Dot blot assay was performed with a series of CRMP1 fragments to determine the interface region for Filamin-A (Supplementary Fig. 4a). A fragment from Leu225 to Met256 of CRMP1, but not any other fragments from Leu225 to Cys248 or Ala241 to Met256, bound to ABD and Ig21-24 (Fig. 5a). Within the 225–256 fragment, Arg245 to Asn247 are exposed to the molecular surface according to the crystal structure of mouse CRMP1 (1KCX) (Fig. 5b)³⁵. Alanine-mutational scan of CRMP1 from Arg245 to Cys248 revealed that the single mutating Arg245, Ile246 or Asn247 reduced the binding ability to ABD (Fig. 5c). Solid-phase binding assay showed that Filamin-A interacted with CRMP1(N247A) with a K_d of 0.178±0.020 μM (n=4) (Fig. 5d), confirming the lower affinity than with CRMP1 wild type. However, alanine substitution of the aligned residues (Asn550-Ser553) of UNC-33 to Gly244-Asn247 of CRMP1 did not affect the FLN-1 binding (Supplementary Fig. 4b). From these results, the interface domain in UNC-33/CRMP1 may not be fully conserved among different species. The CRMP1 alanine mutants were subjected to Sema3A collapse assay in DRG neurons. Compared with the overexpression of CRMP1 wild type, CRMP1(I246A) and CRMP1(N247A) mutants significantly suppressed Sema3A response (Fig. 5e,f). This inhibition may not be due to the attenuation of CRMP1–Plexin-A interaction because CRMP1(N247A) retains the interaction (Supplementary Fig. 4c). Taken together, Ile246, Asn247 and their adjacent amino acids in CRMP1 may directly interact with Filamin-A.

**Figure 5: Ile246 and Asn247 of CRMP1 are the key residues for Filamin-A interaction.**

Phosphorylation augments CRMP1-Filamin-A interaction

In Sema3A signalling, Cdk5 primarily phosphorylates the Ser522 residues of CRMP1 and CRMP2 (ref. 10). Overexpression of a non-phosphorylated CRMP2 mutant partially blocks the Sema3A-induced growth cone collapse¹⁰. As the substitution of Ser/Thr with Asp/Glu tends to mimic phosphorylation, we examined whether CRMP1(S522D) mutant affects the interaction with Filamin-A. The binding assay revealed that CRMP1(S522D) bound to solid-phased Filamin-A with higher affinity (0.153±0.015 μM, n=5) than CRMP1 wild type (0.340±0.054 μM, n=6) (Fig. 6a,b). In contrast, the binding curve of unphosphorylated mimicking form CRMP1(S522A) was comparable to that of its wild type (Supplementary Fig. 4d). These findings indicate that the phosphorylation of Ser522 augments the CRMP1–Filamin-A interaction. We next examined the effect of CRMP1(S522D) on Sema3A signalling. The ectopic expression of CRMP1(S522D) in chick DRG neurons increased collapsed growth cones without Sema3A stimulation (Fig. 6d). This mutant also augmented the Sema3A-induced growth cone collapse response (Fig. 6c,d). In addition, CRMP1(S522D) formed complexes with F-actin in the central domain of the growth cones (Supplementary Fig. 5b). Using this CRMP1(S522D)-induced spontaneous collapse response, we asked whether Filamin-A functions as a direct downstream molecule of CRMP1 or whether Filamin-A independently mediates the collapsing signal to CRMP1. Mouse embryonic DRG neurons were primarily transfected with the Filamin-A siRNA and subsequently infected with the recombinant HSV harbouring CRMP1 wild type or CRMP1(S522D). The knockdown of Filamin-A significantly inhibited CRMP1(S522D)-induced growth cone collapse (Fig. 6e,f), suggesting that the interaction of phosphorylated CRMP1 and Filamin-A may regulate the growth cone morphology.

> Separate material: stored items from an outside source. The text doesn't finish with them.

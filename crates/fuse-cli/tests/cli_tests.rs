use std::path::Path;
use std::process::{Command, Output};

use fuse_kernel::primitives::{make_box, make_box_at, make_open_box};
use fuse_kernel::{Kernel, KernelIntrospect, TruckKernel};
use truck_modeling::{Point3, Vector3};

fn step_fuse(dir: &Path, args: &[&str]) -> Output {
    Command::new(env!("CARGO_BIN_EXE_step-fuse"))
        .args(args)
        .current_dir(dir)
        .env_remove("RUST_LOG")
        .output()
        .unwrap()
}

fn brep_files(dir: &Path) -> Vec<String> {
    std::fs::read_dir(dir)
        .unwrap()
        .map(|e| e.unwrap().file_name().to_string_lossy().into_owned())
        .filter(|n| n.ends_with(".brep"))
        .collect()
}

// ── Argument handling ──────────────────────────────────────────────────────

#[test]
fn no_arguments_prints_usage_and_exits_one() {
    let dir = tempfile::tempdir().unwrap();
    let output = step_fuse(dir.path(), &[]);
    assert_eq!(output.status.code(), Some(1));
    assert!(String::from_utf8_lossy(&output.stderr).contains("Usage"));
    assert!(output.stdout.is_empty());
}

#[test]
fn non_numeric_thread_count_exits_one() {
    let dir = tempfile::tempdir().unwrap();
    let output = step_fuse(dir.path(), &["abc"]);
    assert_eq!(output.status.code(), Some(1));
    assert!(brep_files(dir.path()).is_empty());
}

#[test]
fn zero_threads_exits_one() {
    let dir = tempfile::tempdir().unwrap();
    let output = step_fuse(dir.path(), &["0"]);
    assert_eq!(output.status.code(), Some(1));
}

#[test]
fn help_exits_zero() {
    let dir = tempfile::tempdir().unwrap();
    let output = step_fuse(dir.path(), &["--help"]);
    assert_eq!(output.status.code(), Some(0));
    assert!(String::from_utf8_lossy(&output.stdout).contains("NUM_THREADS"));
}

// ── Failing runs ───────────────────────────────────────────────────────────

#[test]
fn missing_step_files_exit_one_without_output() {
    let dir = tempfile::tempdir().unwrap();
    let output = step_fuse(dir.path(), &["4"]);
    assert_eq!(output.status.code(), Some(1));
    assert!(String::from_utf8_lossy(&output.stderr).contains("last_dura.step"));
    assert!(output.stdout.is_empty());
    assert!(brep_files(dir.path()).is_empty());
}

#[test]
fn bad_config_exits_one() {
    let dir = tempfile::tempdir().unwrap();
    std::fs::write(dir.path().join("fuse.toml"), "threads = 4\n").unwrap();
    let output = step_fuse(dir.path(), &["4", "--config", "fuse.toml"]);
    assert_eq!(output.status.code(), Some(1));
    assert!(String::from_utf8_lossy(&output.stderr).contains("fuse.toml"));
}

#[test]
fn missing_output_dir_exits_one() {
    let dir = tempfile::tempdir().unwrap();
    let output = step_fuse(dir.path(), &["4", "--output-dir", "nowhere"]);
    assert_eq!(output.status.code(), Some(1));
}

// ── Full run ───────────────────────────────────────────────────────────────

#[test]
fn full_run_prints_two_lines_and_writes_brep() {
    let dir = tempfile::tempdir().unwrap();
    let mut kernel = TruckKernel::new();
    let volume = kernel.store_solid(make_box(1.0, 1.0, 1.0));
    let surface = kernel.store_solid(make_open_box(1.0, 1.0, 1.0).unwrap());
    kernel
        .export_step(&volume, &dir.path().join("last_diff.step"))
        .unwrap();
    kernel
        .export_step(&surface, &dir.path().join("last_dura.step"))
        .unwrap();

    let output = step_fuse(dir.path(), &["3"]);
    assert_eq!(
        output.status.code(),
        Some(0),
        "stderr: {}",
        String::from_utf8_lossy(&output.stderr)
    );
    assert_eq!(brep_files(dir.path()), vec!["connected_shape_3.brep"]);

    let stdout = String::from_utf8_lossy(&output.stdout);
    let lines: Vec<&str> = stdout.lines().collect();
    assert_eq!(lines.len(), 2);
    assert_eq!(lines[0], "Connected shape exported to connected_shape_3.brep");

    let seconds = lines[1]
        .strip_prefix("Total execution time with 3 threads: ")
        .and_then(|rest| rest.strip_suffix(" seconds"))
        .unwrap();
    let (_, decimals) = seconds.split_once('.').unwrap();
    assert_eq!(decimals.len(), 9);
    assert!(seconds.parse::<f64>().unwrap() >= 0.0);
}

#[test]
fn overlapping_solids_fuse_into_one_closed_shell() {
    let dir = tempfile::tempdir().unwrap();
    let mut kernel = TruckKernel::new();
    let volume = kernel.store_solid(make_box(10.0, 10.0, 10.0));
    let surface = kernel.store_solid(make_box_at(
        Point3::new(5.0, 5.0, 5.0),
        Vector3::new(10.0, 10.0, 10.0),
    ));
    kernel
        .export_step(&volume, &dir.path().join("last_diff.step"))
        .unwrap();
    kernel
        .export_step(&surface, &dir.path().join("last_dura.step"))
        .unwrap();

    let brep = dir.path().join("connected_shape_2.brep");
    let mut outputs = Vec::new();
    for _ in 0..2 {
        let output = step_fuse(dir.path(), &["2"]);
        assert_eq!(
            output.status.code(),
            Some(0),
            "stderr: {}",
            String::from_utf8_lossy(&output.stderr)
        );
        assert!(String::from_utf8_lossy(&output.stdout)
            .starts_with("Connected shape exported to connected_shape_2.brep\n"));
        outputs.push(std::fs::read(&brep).unwrap());
    }
    assert_eq!(brep_files(dir.path()), vec!["connected_shape_2.brep"]);
    assert_eq!(outputs[0], outputs[1]);

    let fused = kernel.import_brep(&brep).unwrap();
    let stats = kernel.shape_stats(&fused).unwrap();
    assert_eq!(stats.shells, 1);
    assert!(stats.closed);
    assert_eq!(stats.euler_characteristic(), 2);
}
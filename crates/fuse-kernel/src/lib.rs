pub mod brep_io;
pub mod connect;
pub mod mock_kernel;
pub mod primitives;
pub mod tessellation;
pub mod traits;
pub mod truck_introspect;
pub mod truck_kernel;
pub mod types;

pub use connect::{connect_shells, CompressedBoundary};
pub use mock_kernel::{MockKernel, MockOperation, MockShape};
pub use traits::*;
pub use truck_introspect::solid_stats;
pub use truck_kernel::TruckKernel;
pub use types::*;
use fuse_kernel::ShapeHandle;
use std::time::Instant;
use tracing::{info, warn};

use crate::kernel_ext::KernelBundle;
use crate::types::{Diagnostics, OpError, OpResult};

/// Merge coincident topology of `shape`.
///
/// `diagnostics.kernel_time` covers exactly the kernel's `make_connected` call.
pub fn execute_make_connected(
    kb: &mut dyn KernelBundle,
    shape: &ShapeHandle,
    run_parallel: bool,
) -> Result<OpResult, OpError> {
    let before = kb.stats_or_empty(shape);

    let start = Instant::now();
    let handle = kb.make_connected(shape, run_parallel)?;
    let kernel_time = start.elapsed();

    let stats = kb.stats_or_empty(&handle);
    let mut warnings = Vec::new();
    if !stats.closed {
        let message = "connected shape is not closed".to_string();
        warn!(shells = stats.shells, "{message}");
        warnings.push(message);
    }
    info!(
        vertices_before = before.vertices,
        vertices_after = stats.vertices,
        edges_before = before.edges,
        edges_after = stats.edges,
        run_parallel,
        "made shape connected"
    );

    Ok(OpResult {
        handle,
        stats,
        diagnostics: Diagnostics {
            warnings,
            kernel_time,
        },
    })
}
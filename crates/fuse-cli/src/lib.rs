//! step-fuse command line: fuse two STEP models, connect the result and export it as BREP.

use std::ffi::OsString;
use std::path::PathBuf;
use std::process::ExitCode;

use clap::Parser;
use fuse_kernel::{KernelSettings, TruckKernel};
use fuse_ops::{run_pipeline, FuseJob, PipelineReport};
use fuse_types::ThreadCount;
use log::{debug, error, warn};

pub mod config;
pub mod error;

pub use config::{FuseConfig, LogLevel};
pub use error::CliError;

/// step-fuse command-line arguments.
#[derive(Parser, Debug)]
#[command(
    name = "step-fuse",
    version,
    about = "Fuse two STEP models, merge their coincident topology and export the result as BREP"
)]
pub struct CliArgs {
    /// Number of worker threads for the connect pass.
    #[arg(value_name = "NUM_THREADS")]
    pub threads: ThreadCount,
    /// Path to TOML configuration file.
    #[arg(long, value_name = "FILE")]
    pub config: Option<PathBuf>,
    /// Surface model, imported first.
    #[arg(long, value_name = "FILE")]
    pub surface: Option<PathBuf>,
    /// Volume model, imported second.
    #[arg(long, value_name = "FILE")]
    pub volume: Option<PathBuf>,
    /// Directory for the BREP output.
    #[arg(long, value_name = "DIR")]
    pub output_dir: Option<PathBuf>,
    /// Run the connect pass sequentially.
    #[arg(long)]
    pub sequential: bool,
    /// Log verbosity level.
    #[arg(long, value_enum)]
    pub log_level: Option<LogLevel>,
}

pub fn run() -> ExitCode {
    run_from(std::env::args_os())
}

/// Parse `args` (program name first), run the pipeline and print the two result lines.
pub fn run_from<I, T>(args: I) -> ExitCode
where
    I: IntoIterator<Item = T>,
    T: Into<OsString> + Clone,
{
    let cli = match CliArgs::try_parse_from(args) {
        Ok(cli) => cli,
        Err(err) => {
            // Help and version go to stdout and succeed; real usage errors exit 1.
            if let Err(print_err) = err.print() {
                eprintln!("{err}: {print_err}");
            }
            return if err.use_stderr() {
                ExitCode::from(1)
            } else {
                ExitCode::SUCCESS
            };
        }
    };

    let config = match FuseConfig::load(cli.config.as_deref()) {
        Ok(config) => config,
        Err(err) => {
            eprintln!("error: {err}");
            return err.exit_code();
        }
    };

    init_logger(&resolve_log_level(&cli, &config));

    let (settings, job) = resolve(&cli, config);
    match execute(settings, &job) {
        Ok(report) => {
            for warning in &report.warnings {
                debug!("pipeline warning: {warning}");
            }
            println!("Connected shape exported to {}", report.output_path.display());
            println!(
                "Total execution time with {} threads: {:.9} seconds",
                job.threads,
                report.connect_time.as_secs_f64()
            );
            ExitCode::SUCCESS
        }
        Err(err) => {
            error!("{err}");
            err.exit_code()
        }
    }
}

fn execute(settings: KernelSettings, job: &FuseJob) -> Result<PipelineReport, CliError> {
    let mut kernel = TruckKernel::with_settings(settings)?;
    Ok(run_pipeline(&mut kernel, job)?)
}

/// Merge CLI flags over the config file into kernel settings and a job.
pub fn resolve(cli: &CliArgs, mut config: FuseConfig) -> (KernelSettings, FuseJob) {
    if let Some(surface) = &cli.surface {
        debug!("CLI override: surface = {}", surface.display());
        config.surface = surface.clone();
    }
    if let Some(volume) = &cli.volume {
        debug!("CLI override: volume = {}", volume.display());
        config.volume = volume.clone();
    }
    if let Some(dir) = &cli.output_dir {
        debug!("CLI override: output_dir = {}", dir.display());
        config.output_dir = Some(dir.clone());
    }
    if cli.sequential {
        if config.run_parallel {
            warn!("--sequential overrides run_parallel = true from the config");
        }
        config.run_parallel = false;
    }

    let settings = KernelSettings {
        threads: Some(cli.threads),
        fuse_tolerance: config.fuse_tolerance,
        connect_tolerance: config.connect_tolerance,
        tessellation_ratio: config.tessellation_ratio,
    };
    let job = FuseJob {
        surface_path: config.surface,
        volume_path: config.volume,
        output_dir: config.output_dir,
        threads: cli.threads,
        run_parallel: config.run_parallel,
    };
    (settings, job)
}

/// `--log-level`, then `RUST_LOG`, then the config file, then `info`.
fn resolve_log_level(cli: &CliArgs, config: &FuseConfig) -> String {
    if let Some(level) = cli.log_level {
        return level.as_str().to_string();
    }

    if let Ok(level) = std::env::var("RUST_LOG") {
        if !level.trim().is_empty() {
            return level;
        }
    }

    if let Some(level) = config.log_level {
        return level.as_str().to_string();
    }

    "info".to_string()
}

fn init_logger(level: &str) {
    let mut builder = env_logger::Builder::new();
    builder.target(env_logger::Target::Stderr);
    builder.filter_level(log::LevelFilter::Info);
    builder.parse_filters(level);
    builder.format(|buf, record| {
        use std::io::Write;
        let module = record.module_path().unwrap_or(record.target());
        writeln!(
            buf,
            "{} [{}] {}: {}",
            buf.timestamp_millis(),
            record.level(),
            module,
            record.args()
        )
    });

    if let Err(err) = builder.try_init() {
        eprintln!("Failed to initialize logger: {}", err);
    }
}
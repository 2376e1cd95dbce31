//! STEP faceting.
//!
//! Reads the shells of a STEP exchange structure through truck-stepio,
//! triangulates them with truck-meshalgo and turns every triangle into a
//! planar face with its own vertices and line edges. The resulting
//! triangle soup is reassembled by the connect pass.

use crate::connect::CompressedBoundary;
use tracing::{debug, warn};
use truck_meshalgo::prelude::*;
use truck_modeling::geometry::{Curve, Line, Plane, Surface};
use truck_modeling::{InnerSpace, Point3};
use truck_stepio::r#in::{ruststep, Table};
use truck_topology::compress::{
    CompressedEdge, CompressedEdgeIndex, CompressedFace, CompressedShell,
};

/// Tolerance of the first triangulation pass, used only to size the model.
const COARSE_TOLERANCE: f64 = 0.01;

/// Triangles whose doubled area is below this are dropped.
const DEGENERATE_AREA: f64 = 1e-12;

/// Facet every shell of a STEP file into a triangle soup.
///
/// `ratio` scales each shell's bounding-box diameter into its meshing tolerance.
/// Returns an error message when the text cannot be parsed or holds no usable shell.
pub fn facet_step(step_string: &str, ratio: f64) -> Result<Vec<CompressedBoundary>, String> {
    let exchange = ruststep::parser::parse(step_string)
        .map_err(|e| format!("failed to parse STEP file: {e}"))?;
    let Some(data_section) = exchange.data.first() else {
        return Err("STEP file contains no data sections".to_string());
    };
    let table = Table::from_data_section(data_section);

    let mut shell_ids: Vec<_> = table.shell.keys().copied().collect();
    shell_ids.sort_unstable();

    let mut soups = Vec::with_capacity(shell_ids.len());
    for id in shell_ids {
        let Some(shell_holder) = table.shell.get(&id) else {
            continue;
        };
        let Ok(compressed_shell) = table.to_compressed_shell(shell_holder) else {
            warn!(shell = id, "skipping STEP shell that failed to convert");
            continue;
        };

        // First pass sizes the model, second pass meshes relative to it.
        let pre_mesh = compressed_shell.robust_triangulation(COARSE_TOLERANCE).to_polygon();
        let diameter = pre_mesh.bounding_box().diameter();
        let tolerance = if diameter.is_finite() && diameter > 0.0 {
            diameter * ratio
        } else {
            COARSE_TOLERANCE
        };
        let mesh = compressed_shell.robust_triangulation(tolerance).to_polygon();

        let soup = triangle_soup(&mesh_triangles(&mesh));
        debug!(
            shell = id,
            tolerance,
            faces = soup.faces.len(),
            "faceted STEP shell"
        );
        if !soup.faces.is_empty() {
            soups.push(soup);
        }
    }

    if soups.is_empty() {
        return Err("STEP file contains no shells that could be faceted".to_string());
    }
    Ok(soups)
}

/// Corner positions of every triangle of a polygon mesh. Quads are split along their first diagonal.
fn mesh_triangles(mesh: &PolygonMesh) -> Vec<[Point3; 3]> {
    let positions = mesh.positions();
    let mut triangles = Vec::with_capacity(mesh.tri_faces().len() + 2 * mesh.quad_faces().len());
    for tri in mesh.tri_faces() {
        triangles.push([
            positions[tri[0].pos],
            positions[tri[1].pos],
            positions[tri[2].pos],
        ]);
    }
    for quad in mesh.quad_faces() {
        triangles.push([
            positions[quad[0].pos],
            positions[quad[1].pos],
            positions[quad[2].pos],
        ]);
        triangles.push([
            positions[quad[0].pos],
            positions[quad[2].pos],
            positions[quad[3].pos],
        ]);
    }
    triangles
}

/// Build a compressed shell in which every triangle is an unconnected planar face.
///
/// Face normals follow the counter-clockwise winding of the corners.
pub fn triangle_soup(triangles: &[[Point3; 3]]) -> CompressedBoundary {
    let mut soup = CompressedShell {
        vertices: Vec::with_capacity(triangles.len() * 3),
        edges: Vec::with_capacity(triangles.len() * 3),
        faces: Vec::with_capacity(triangles.len()),
    };

    for &[p0, p1, p2] in triangles {
        let normal = (p1 - p0).cross(p2 - p0);
        if normal.magnitude() < DEGENERATE_AREA {
            continue;
        }

        let corners = [p0, p1, p2];
        let first_vertex = soup.vertices.len();
        let first_edge = soup.edges.len();
        soup.vertices.extend_from_slice(&corners);
        for i in 0..3 {
            let j = (i + 1) % 3;
            soup.edges.push(CompressedEdge {
                vertices: (first_vertex + i, first_vertex + j),
                curve: Curve::Line(Line(corners[i], corners[j])),
            });
        }
        soup.faces.push(CompressedFace {
            boundaries: vec![(0..3)
                .map(|k| CompressedEdgeIndex {
                    index: first_edge + k,
                    orientation: true,
                })
                .collect()],
            orientation: true,
            surface: Surface::Plane(Plane::new(p0, p1, p2)),
        });
    }
    soup
}
use std::path::PathBuf;
use std::process::ExitCode;

use fuse_kernel::KernelError;
use fuse_ops::OpError;
use thiserror::Error;

#[derive(Error, Debug)]
pub enum CliError {
    #[error("{0}")]
    Usage(String),
    #[error("failed to read config file {path}: {source}")]
    ConfigRead {
        path: PathBuf,
        source: std::io::Error,
    },
    #[error("failed to parse config file {path}: {source}")]
    ConfigParse {
        path: PathBuf,
        source: toml::de::Error,
    },
    #[error("{0}")]
    Read(KernelError),
    #[error("{0}")]
    Geometry(KernelError),
    #[error("{0}")]
    Write(KernelError),
}

impl CliError {
    /// Process status: 1 for bad input, 2 when the geometry work or the export fails.
    pub fn status(&self) -> u8 {
        match self {
            CliError::Usage(_)
            | CliError::ConfigRead { .. }
            | CliError::ConfigParse { .. }
            | CliError::Read(_) => 1,
            CliError::Geometry(_) | CliError::Write(_) => 2,
        }
    }

    pub fn exit_code(&self) -> ExitCode {
        ExitCode::from(self.status())
    }
}

impl From<KernelError> for CliError {
    fn from(err: KernelError) -> Self {
        match err {
            KernelError::ReadFailed { .. } => CliError::Read(err),
            KernelError::WriteFailed { .. } => CliError::Write(err),
            _ => CliError::Geometry(err),
        }
    }
}

impl From<OpError> for CliError {
    fn from(err: OpError) -> Self {
        match err {
            OpError::Kernel(err) => err.into(),
            OpError::InvalidParameter { reason } => CliError::Usage(reason),
        }
    }
}
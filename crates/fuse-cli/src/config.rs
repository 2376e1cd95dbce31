//! TOML configuration for step-fuse.

use std::fs;
use std::path::{Path, PathBuf};

use clap::ValueEnum;
use fuse_kernel::KernelSettings;
use serde::{Deserialize, Serialize};

use crate::error::CliError;

#[derive(Debug, Clone, Copy, Serialize, Deserialize, ValueEnum, PartialEq, Eq)]
#[serde(rename_all = "lowercase")]
pub enum LogLevel {
    Trace,
    Debug,
    Info,
    Warn,
    Error,
}

impl LogLevel {
    pub fn as_str(self) -> &'static str {
        match self {
            LogLevel::Trace => "trace",
            LogLevel::Debug => "debug",
            LogLevel::Info => "info",
            LogLevel::Warn => "warn",
            LogLevel::Error => "error",
        }
    }
}

/// step-fuse configuration loaded from TOML. Every field is optional.
#[derive(Debug, Clone, PartialEq, Serialize, Deserialize)]
#[serde(default, deny_unknown_fields)]
pub struct FuseConfig {
    /// Surface model, imported first.
    pub surface: PathBuf,
    /// Volume model, imported second.
    pub volume: PathBuf,
    /// Directory for the BREP output. Unset means the working directory.
    pub output_dir: Option<PathBuf>,
    /// Run the connect pass on the worker pool.
    pub run_parallel: bool,
    pub fuse_tolerance: f64,
    pub connect_tolerance: f64,
    /// Faceting tolerance as a fraction of the model's bounding-box diameter.
    pub tessellation_ratio: f64,
    pub log_level: Option<LogLevel>,
}

impl Default for FuseConfig {
    fn default() -> Self {
        let kernel = KernelSettings::default();
        Self {
            surface: PathBuf::from("last_dura.step"),
            volume: PathBuf::from("last_diff.step"),
            output_dir: None,
            run_parallel: true,
            fuse_tolerance: kernel.fuse_tolerance,
            connect_tolerance: kernel.connect_tolerance,
            tessellation_ratio: kernel.tessellation_ratio,
            log_level: None,
        }
    }
}

impl FuseConfig {
    /// Read `path`, or return the defaults when no file is given.
    pub fn load(path: Option<&Path>) -> Result<Self, CliError> {
        let Some(path) = path else {
            return Ok(Self::default());
        };
        let content = fs::read_to_string(path).map_err(|source| CliError::ConfigRead {
            path: path.to_path_buf(),
            source,
        })?;
        let config: FuseConfig = toml::from_str(&content).map_err(|source| CliError::ConfigParse {
            path: path.to_path_buf(),
            source,
        })?;
        config.validate()?;
        Ok(config)
    }

    /// Tolerances must be finite and positive.
    pub fn validate(&self) -> Result<(), CliError> {
        for (name, value) in [
            ("fuse_tolerance", self.fuse_tolerance),
            ("connect_tolerance", self.connect_tolerance),
            ("tessellation_ratio", self.tessellation_ratio),
        ] {
            if !(value.is_finite() && value > 0.0) {
                return Err(CliError::Usage(format!(
                    "{name} must be a positive number, got {value}"
                )));
            }
        }
        Ok(())
    }
}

**Figure 6: Ser522 phosphorylation regulates CRMP1–Fimain-A interaction.**

CRMP1 alters V-shaped Filamin-A structure

As CRMP1 forms homotetramer³⁵ and CRMP1 binds to both N- and C termini of Filamin-A (Fig. 4a), CRMP1 may alter the Filamin-A ternary structure by the binding. We found that CRMP1(S522D) tetramer spontaneously oligomerized and was precipitated by ultracentrifugation (arrowheads in P lanes, Fig. 7a). Precipitated Filamin-A was increased in the presence of CRMP1(S522D) (arrow). This fact enabled us to estimate the stoichiometry of Filamin-A and CRMP1(S522D) (Fig. 7a,b). The Filamin-A binding curve and Scatchard plot from the co-sedimentation assay suggest that Filamin-A has both high- and low-affinity CRMP1-binding sites. The dissociation constants of these high- and low-affinity sites were estimated as 0.131 and 0.78 μM, respectively (Fig. 7b). Stoichiometry of the high- and low-affinity binding sites was estimated as 0.065 and 0.227 (Filamin-A/CRMP1(S522D) molar ratio), respectively (Fig. 7b, inset). The K_d for high-affinity binding sites correlated well with the K_d from the solid-phase binding assay (Figs 4c and 5d). However, the existence of low-affinity binding characteristics from this assay may reflect flexible movement of Filamin-A and/or CRMP1 in a liquid phase.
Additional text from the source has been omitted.